I’ve recently begun singing with a bluegrass jam group. When I first joined, everyone in the group played a string instrument except for me. I loved the music, so I was content to just listen if it wasn’t my turn to lead a song. Eventually I came upon a washboard and started bringing it along so that I could have a more active part in the music making. It was fun to play, but still, it didn’t quite fulfill my desire to create music.

For the past two summers, I have attended the Grey Fox bluegrass festival in the northern Catskills with Jon and the kids. I loved listening to the talented bands that they showcase, but I felt left out of a crucial part of the experience, which is to participate in open jam sessions. Because I didn’t have an instrument in tow, I didn’t have the proverbial ticket in.

On the second evening of the festival, I saw a band called Mountain Heart, which features a banjo player named Barry Abernathy. Barry, according to an article on bluegrasstoday.com, “was born with a deformity of his left hand, and has no fingers – only a thumb and several partial digits. [He] developed a technique that was within his reach, playing over the top of the neck rather than wrapping the hand around from below.”

Watching Barry play with such finesse and talent, I realized just how ridiculous my own reasons were for not learning to play the guitar. Fingers hurt by the strings? At least I HAD fingers! If Barry could do that, then so could I. Suddenly, what had seemed impossible to me became something that was possible as soon as I got into committed action.

As so often happens with the universe, once I got committed, the pieces started falling into place. I discovered that a friend of mine played the ukulele. I shared my vision with him, and before I knew it, he had given me one of his ukuleles to practice on. He taught me the first 5 chords and showed me how I could learn more.

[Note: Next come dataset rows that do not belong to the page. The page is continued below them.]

//! manual-chunk - Page-aware chunking
//!
//! Splits per-page manual text into overlapping fixed-size word windows,
//! each tagged with its source page and full page text.
//!
//! # Example
//!
//! ```rust
//! use manual_chunk::Chunker;
//! use manual_core::Pages;
//!
//! let mut pages = Pages::new();
//! pages.insert(1, "before start checklist complete".to_string());
//!
//! let chunker = Chunker::new(400, 50).unwrap();
//! let chunks = chunker.chunk_pages(&pages);
//! assert_eq!(chunks.len(), 1);
//! ```

mod chunker;
mod pages;

pub use chunker::Chunker;
pub use pages::{group_by_page, load_elements};

// Re-export types for convenience
pub use manual_core::{Chunk, Pages, ParsedElement};
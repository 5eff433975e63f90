//! Sliding word-window chunker with page-level parents.

use std::path::Path;

use tracing::info;

use manual_core::{Chunk, ChunkingConfig, Pages, Result};

/// Splits page text into overlapping word windows.
///
/// Each chunk keeps its source page number and the full page text as its
/// parent, so downstream context generation never has to re-read the
/// source document.
#[derive(Debug, Clone)]
pub struct Chunker {
    chunk_size: usize,
    overlap: usize,
}

impl Chunker {
    /// Create a chunker, rejecting sizings where the window would never
    /// advance (`overlap >= chunk_size`) or never match (`chunk_size == 0`).
    pub fn new(chunk_size: usize, overlap: usize) -> Result<Self> {
        let config = ChunkingConfig {
            chunk_size,
            overlap,
        };
        config.validate()?;
        Ok(Self {
            chunk_size,
            overlap,
        })
    }

    /// Create a chunker from validated configuration.
    pub fn from_config(config: &ChunkingConfig) -> Result<Self> {
        Self::new(config.chunk_size, config.overlap)
    }

    /// Create child chunks from parent pages.
    pub fn chunk_pages(&self, pages: &Pages) -> Vec<Chunk> {
        info!(
            "Chunking {} pages (size={}, overlap={})",
            pages.len(),
            self.chunk_size,
            self.overlap
        );

        let mut all_chunks = Vec::new();
        for (&page_num, page_text) in pages {
            self.split_page(page_text, page_num, &mut all_chunks);
        }

        info!("Created {} chunks", all_chunks.len());
        all_chunks
    }

    /// Split one page into overlapping windows.
    fn split_page(&self, text: &str, page_num: u32, out: &mut Vec<Chunk>) {
        let words: Vec<&str> = text.split_whitespace().collect();

        if words.is_empty() {
            return;
        }

        if words.len() <= self.chunk_size {
            out.push(Chunk::new(page_num, 0, text, text));
            return;
        }

        let step = self.chunk_size - self.overlap;
        let mut start = 0;
        let mut ordinal = 0;

        while start < words.len() {
            let end = (start + self.chunk_size).min(words.len());
            let window = words[start..end].join(" ");
            out.push(Chunk::new(page_num, ordinal, &window, text));

            ordinal += 1;
            start += step;
        }
    }

    /// Save a chunk set to JSON, losslessly.
    pub fn save(chunks: &[Chunk], path: &Path) -> Result<()> {
        if let Some(parent) = path.parent() {
            std::fs::create_dir_all(parent)?;
        }
        let json = serde_json::to_string_pretty(chunks)?;
        std::fs::write(path, json)?;
        info!("Saved {} chunks to {:?}", chunks.len(), path);
        Ok(())
    }

    /// Load a chunk set from JSON.
    pub fn load(path: &Path) -> Result<Vec<Chunk>> {
        let content = std::fs::read_to_string(path)?;
        let chunks: Vec<Chunk> = serde_json::from_str(&content)?;
        Ok(chunks)
    }
}

#[cfg(test)]
mod tests {
    use super::*;
    use std::collections::HashSet;

    fn pages_from(entries: &[(u32, &str)]) -> Pages {
        entries
            .iter()
            .map(|(n, t)| (*n, t.to_string()))
            .collect()
    }

    fn numbered_words(n: usize) -> String {
        (0..n).map(|i| format!("w{}", i)).collect::<Vec<_>>().join(" ")
    }

    #[test]
    fn test_rejects_overlap_not_smaller_than_chunk_size() {
        assert!(Chunker::new(50, 50).is_err());
        assert!(Chunker::new(50, 80).is_err());
        assert!(Chunker::new(0, 0).is_err());
        assert!(Chunker::new(50, 49).is_ok());
    }

    #[test]
    fn test_short_page_emits_single_chunk() {
        let chunker = Chunker::new(10, 2).unwrap();
        let pages = pages_from(&[(3, "set flaps to five")]);

        let chunks = chunker.chunk_pages(&pages);

        assert_eq!(chunks.len(), 1);
        assert_eq!(chunks[0].chunk_id, "p3_c0");
        assert_eq!(chunks[0].text, "set flaps to five");
        assert_eq!(chunks[0].page_number, 3);
        assert_eq!(chunks[0].parent_page_text, "set flaps to five");
    }

    #[test]
    fn test_empty_page_emits_no_chunks() {
        let chunker = Chunker::new(10, 2).unwrap();
        let pages = pages_from(&[(1, ""), (2, "   \n  ")]);

        assert!(chunker.chunk_pages(&pages).is_empty());
    }

    #[test]
    fn test_windows_overlap_and_final_window_may_be_short() {
        let chunker = Chunker::new(5, 2).unwrap();
        let pages = pages_from(&[(1, numbered_words(12).as_str())]);

        let chunks = chunker.chunk_pages(&pages);

        // step 3: starts 0, 3, 6, 9
        assert_eq!(chunks.len(), 4);
        assert_eq!(chunks[0].text, "w0 w1 w2 w3 w4");
        assert_eq!(chunks[1].text, "w3 w4 w5 w6 w7");
        assert_eq!(chunks[3].text, "w9 w10 w11");
    }

    #[test]
    fn test_reassembly_reproduces_page_word_sequence() {
        let chunker = Chunker::new(7, 3).unwrap();
        let page_text = numbered_words(25);
        let pages = pages_from(&[(4, page_text.as_str())]);

        let chunks = chunker.chunk_pages(&pages);

        // Strip each window's leading overlap, then concatenate.
        let step = 7 - 3;
        let mut rebuilt: Vec<String> = Vec::new();
        for (i, chunk) in chunks.iter().enumerate() {
            let words: Vec<&str> = chunk.text.split_whitespace().collect();
            let start_word = i * step;
            let new_words = words
                .iter()
                .skip(rebuilt.len().saturating_sub(start_word))
                .map(|w| w.to_string());
            rebuilt.extend(new_words);
        }

        let original: Vec<String> = page_text
            .split_whitespace()
            .map(|w| w.to_string())
            .collect();
        assert_eq!(rebuilt, original);
    }

    #[test]
    fn test_chunk_ids_unique_across_corpus() {
        let chunker = Chunker::new(5, 1).unwrap();
        let long_a = numbered_words(23);
        let long_b = numbered_words(17);
        let pages = pages_from(&[(1, long_a.as_str()), (2, "short page"), (3, long_b.as_str())]);

        let chunks = chunker.chunk_pages(&pages);

        let ids: HashSet<&str> = chunks.iter().map(|c| c.chunk_id.as_str()).collect();
        assert_eq!(ids.len(), chunks.len());
    }

    #[test]
    fn test_save_load_round_trip() {
        let chunker = Chunker::new(5, 1).unwrap();
        let text = numbered_words(14);
        let pages = pages_from(&[(9, text.as_str())]);
        let chunks = chunker.chunk_pages(&pages);

        let dir = tempfile::tempdir().unwrap();
        let path = dir.path().join("nested").join("chunks.json");

        Chunker::save(&chunks, &path).unwrap();
        let loaded = Chunker::load(&path).unwrap();

        assert_eq!(loaded, chunks);
    }
}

Within 2 weeks, I was able to play about 50% of the bluegrass songs that I already knew. Ok, I wasn’t doing “solo breaks”, but since most songs consist of 3 to 5 chords, I was able to be a part of the music. Just as all my friends had promised, calluses have formed on my fingertips and it no longer hurts to play. Really, it only took a couple of weeks.

I marvel at how quickly I was willing to give up before. Now that I’m on the other side, I realize that the pain was never the point anyway. It was my fear. I let my lack of confidence about acquiring this new skill hold me back from something I wholeheartedly desired. I’ve already bought my own ukulele and suddenly, the sky is the limit.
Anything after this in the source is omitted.